Türkiye’nin en uzun soluklu festivallerinden biri olan Akbank Jazz Festivali, bu yıl 23 Eylül-8 Ekim tarihleri arasında şehri, jazz’ın farklı renkleriyle 33’üncü kez buluşturacak.
Her yıl jazz dünyasının saygın isimlerini müzikseverlerle bir araya getiren Akbank Jazz Festivali, bu yıl da birbirinden özel performanslara ev sahipliği yapmaya hazırlanıyor.

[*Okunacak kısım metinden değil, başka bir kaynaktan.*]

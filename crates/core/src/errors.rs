use thiserror::Error;

/// Unified error type for the workhours-core library.
///
/// The pure calculators (rate aggregation, duration formatting, calendar)
/// never fail; everything that touches storage, the network or user input
/// returns `Result<T, CoreError>`.
#[derive(Debug, Error)]
pub enum CoreError {
    // ── Storage / File ──────────────────────────────────────────────
    #[error("Invalid file format: {0}")]
    InvalidFileFormat(String),

    #[error("Unsupported file version: {0}")]
    UnsupportedVersion(u16),

    #[error("Serialization error: {0}")]
    Serialization(String),

    #[error("Deserialization error: {0}")]
    Deserialization(String),

    // ── File I/O (native only) ──────────────────────────────────────
    #[error("File I/O error: {0}")]
    FileIO(String),

    // ── Replication ─────────────────────────────────────────────────
    #[error("Remote error ({remote}): {message}")]
    Api { remote: String, message: String },

    #[error("Network error: {0}")]
    Network(String),

    #[error("Not signed in: no session available for replication")]
    NotAuthenticated,

    // ── Business Logic ──────────────────────────────────────────────
    #[error("Validation failed: {0}")]
    ValidationError(String),

    #[error("Income not found: {0}")]
    IncomeNotFound(String),

    #[error("Saving not found: {0}")]
    SavingNotFound(String),
}

// ── Conversion helpers (From impls) ─────────────────────────────────

impl From<std::io::Error> for CoreError {
    fn from(e: std::io::Error) -> Self {
        CoreError::FileIO(e.to_string())
    }
}

impl From<serde_json::Error> for CoreError {
    fn from(e: serde_json::Error) -> Self {
        CoreError::Deserialization(e.to_string())
    }
}

impl From<reqwest::Error> for CoreError {
    fn from(e: reqwest::Error) -> Self {
        // reqwest errors carry the full URL; drop the query string.
        let msg = e.to_string();
        let sanitized = if let Some(idx) = msg.find('?') {
            format!("{}?<query redacted>", &msg[..idx])
        } else {
            msg
        };
        CoreError::Network(sanitized)
    }
}
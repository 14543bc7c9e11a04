//! Digit-script conversion and number formatting for Persian text.

use super::locale::Locale;

const PERSIAN_DIGITS: [char; 10] = ['۰', '۱', '۲', '۳', '۴', '۵', '۶', '۷', '۸', '۹'];

/// Replace ASCII digits with Persian (Extended Arabic-Indic) digits.
/// Every other character is kept as-is.
pub fn to_persian_digits(text: &str) -> String {
    text.chars()
        .map(|c| match c.to_digit(10) {
            Some(d) if c.is_ascii_digit() => PERSIAN_DIGITS[d as usize],
            _ => c,
        })
        .collect()
}

/// Replace Persian digits with ASCII digits.
pub fn to_english_digits(text: &str) -> String {
    text.chars()
        .map(|c| match PERSIAN_DIGITS.iter().position(|p| *p == c) {
            Some(d) => char::from(b'0' + d as u8),
            None => c,
        })
        .collect()
}

/// Insert commas every three digits of an ASCII integer string.
fn group_thousands(digits: &str) -> String {
    let len = digits.len();
    let mut out = String::with_capacity(len + len / 3);
    for (i, c) in digits.chars().enumerate() {
        if i > 0 && (len - i) % 3 == 0 {
            out.push(',');
        }
        out.push(c);
    }
    out
}

/// Format a number with thousands separators and up to three decimals,
/// in the locale's digit script: `1234567.5` → `۱,۲۳۴,۵۶۷.۵`.
///
/// Non-finite values render as `0`.
pub fn format_number(value: f64, locale: Locale) -> String {
    if !value.is_finite() {
        return locale.digits("0");
    }

    let fixed = format!("{:.3}", value.abs());
    let (int_part, frac_part) = fixed.split_once('.').unwrap_or((fixed.as_str(), ""));
    let frac_part = frac_part.trim_end_matches('0');

    let mut out = String::new();
    if value < 0.0 && (int_part != "0" || !frac_part.is_empty()) {
        out.push('-');
    }
    out.push_str(&group_thousands(int_part));
    if !frac_part.is_empty() {
        out.push('.');
        out.push_str(frac_part);
    }
    locale.digits(&out)
}

/// Format a money amount rounded to whole units: `۱۲,۵۰۰ تومان`.
pub fn format_currency(amount: f64, locale: Locale) -> String {
    format!("{} {}", format_number(amount.round(), locale), locale.currency_unit())
}

/// Parse user input that may contain Persian digits and thousands commas.
/// Anything unparsable yields `0.0`.
pub fn parse_persian_number(input: &str) -> f64 {
    let cleaned = to_english_digits(&input.replace([',', '٬'], ""));
    cleaned
        .trim()
        .parse::<f64>()
        .ok()
        .filter(|v| v.is_finite())
        .unwrap_or(0.0)
}
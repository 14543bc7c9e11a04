pub mod income;
pub mod profile;
pub mod report;
pub mod saving;
pub mod schedule;
pub mod session;
pub mod settings;
use serde::{Deserialize, Serialize};

/// A signed-in user as handed over by the external auth service.
///
/// The token is only ever sent as a bearer credential to the savings
/// backend; it is kept out of `Debug` output.
#[derive(Clone, PartialEq, Serialize, Deserialize)]
pub struct Session {
    pub user_id: String,
    pub username: String,
    pub token: String,
}

impl Session {
    pub fn new(
        user_id: impl Into<String>,
        username: impl Into<String>,
        token: impl Into<String>,
    ) -> Self {
        Self {
            user_id: user_id.into(),
            username: username.into(),
            token: token.into(),
        }
    }
}

impl std::fmt::Debug for Session {
    fn fmt(&self, f: &mut std::fmt::Formatter<'_>) -> std::fmt::Result {
        f.debug_struct("Session")
            .field("user_id", &self.user_id)
            .field("username", &self.username)
            .field("token", &"<redacted>")
            .finish()
    }
}
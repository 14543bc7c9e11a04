use std::collections::HashMap;

use crate::models::report::{MonthlySummary, SavingsTotals};
use crate::models::saving::Saving;

/// Aggregates savings for the reports screen.
///
/// Month labels are compared as exact strings; they are never parsed.
pub struct ReportService;

impl ReportService {
    pub fn new() -> Self {
        Self
    }

    /// One summary per month label, in the order each label first appears.
    pub fn monthly_summaries(&self, savings: &[Saving]) -> Vec<MonthlySummary> {
        let mut index: HashMap<&str, usize> = HashMap::new();
        let mut summaries: Vec<MonthlySummary> = Vec::new();

        for saving in savings {
            let idx = *index.entry(saving.month.as_str()).or_insert_with(|| {
                summaries.push(MonthlySummary::empty(saving.month.clone()));
                summaries.len() - 1
            });
            let summary = &mut summaries[idx];
            summary.total_amount += saving.amount;
            summary.total_hours += saving.hours;
            summary.count += 1;
        }

        summaries
    }

    /// Summary of a single month; all zeros when nothing was saved under `month`.
    pub fn summary_for_month(&self, savings: &[Saving], month: &str) -> MonthlySummary {
        savings
            .iter()
            .filter(|s| s.month == month)
            .fold(MonthlySummary::empty(month), |mut summary, saving| {
                summary.total_amount += saving.amount;
                summary.total_hours += saving.hours;
                summary.count += 1;
                summary
            })
    }

    /// Totals over every saving.
    pub fn totals(&self, savings: &[Saving]) -> SavingsTotals {
        savings.iter().fold(SavingsTotals::default(), |mut totals, saving| {
            totals.total_amount += saving.amount;
            totals.total_hours += saving.hours;
            totals.count += 1;
            totals
        })
    }
}

impl Default for ReportService {
    fn default() -> Self {
        Self::new()
    }
}
pub mod http;
pub mod traits;
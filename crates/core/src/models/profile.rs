use serde::{Deserialize, Serialize};

use super::income::Income;
use super::saving::Saving;
use super::session::Session;
use super::settings::Settings;

/// Everything the app keeps on the device. Serialized as a whole into the
/// local profile document.
///
/// Incomes stay here and nowhere else. Savings are mirrored to the server;
/// `pending` holds the ones that still have to be sent.
#[derive(Debug, Clone, Default, Serialize, Deserialize)]
pub struct Profile {
    /// Whether the user finished the first-run income setup
    #[serde(default)]
    pub onboarded: bool,

    /// Declared incomes, in the order the user entered them
    #[serde(default)]
    pub incomes: Vec<Income>,

    /// Recorded savings, oldest first
    #[serde(default)]
    pub savings: Vec<Saving>,

    /// Savings not yet replicated, in insertion order
    #[serde(default)]
    pub pending: Vec<Saving>,

    #[serde(default)]
    pub settings: Settings,

    #[serde(default)]
    pub session: Option<Session>,
}
use serde::{Deserialize, Serialize};

use crate::format::locale::Locale;

/// User-configurable settings, stored inside the local profile.
#[derive(Debug, Clone, PartialEq, Serialize, Deserialize)]
pub struct Settings {
    /// Language and digit script for every formatted string.
    #[serde(default)]
    pub locale: Locale,

    /// Base URL of the replication backend (e.g. "https://example.com").
    /// Savings are only kept locally while this is unset.
    #[serde(default)]
    pub server_url: Option<String>,
}

impl Default for Settings {
    fn default() -> Self {
        Self {
            locale: Locale::default(),
            server_url: None,
        }
    }
}
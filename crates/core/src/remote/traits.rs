use async_trait::async_trait;

use crate::errors::CoreError;
use crate::models::saving::Saving;

/// Server-side replication of savings.
///
/// Only `Saving` records cross this boundary. Incomes have no remote
/// counterpart at all, so keeping them on the device is enforced by the
/// type system rather than by a flag.
///
/// Delivery is at-least-once: a batch may be pushed again after a failure
/// that happened on the way back, and implementations are not expected to
/// deduplicate.
#[cfg_attr(target_arch = "wasm32", async_trait(?Send))]
#[cfg_attr(not(target_arch = "wasm32"), async_trait)]
pub trait SavingsRemote: Send + Sync {
    /// Human-readable name of this remote (for logs/errors).
    fn name(&self) -> &str;

    /// Store a single newly recorded saving.
    async fn push_saving(&self, token: &str, saving: &Saving) -> Result<(), CoreError>;

    /// Store a batch of queued savings, in order.
    async fn push_batch(&self, token: &str, savings: &[Saving]) -> Result<(), CoreError>;

    /// Every saving stored for the token's user.
    async fn fetch_savings(&self, token: &str) -> Result<Vec<Saving>, CoreError>;
}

Avrupa’nın en prestijli jazz festivallerinden biri konumunda olan Akbank Jazz Festivali, farklı müzik türlerinin bir araya geldiği programıyla sonbaharı jazz müziğiyle karşılayacak. Organizasyonu ve içerik programlaması Pozitif iş birliğiyle gerçekleştirilen festivalin konser biletleri, 13 Temmuz Perşembe günü Biletix’te satışa çıktı.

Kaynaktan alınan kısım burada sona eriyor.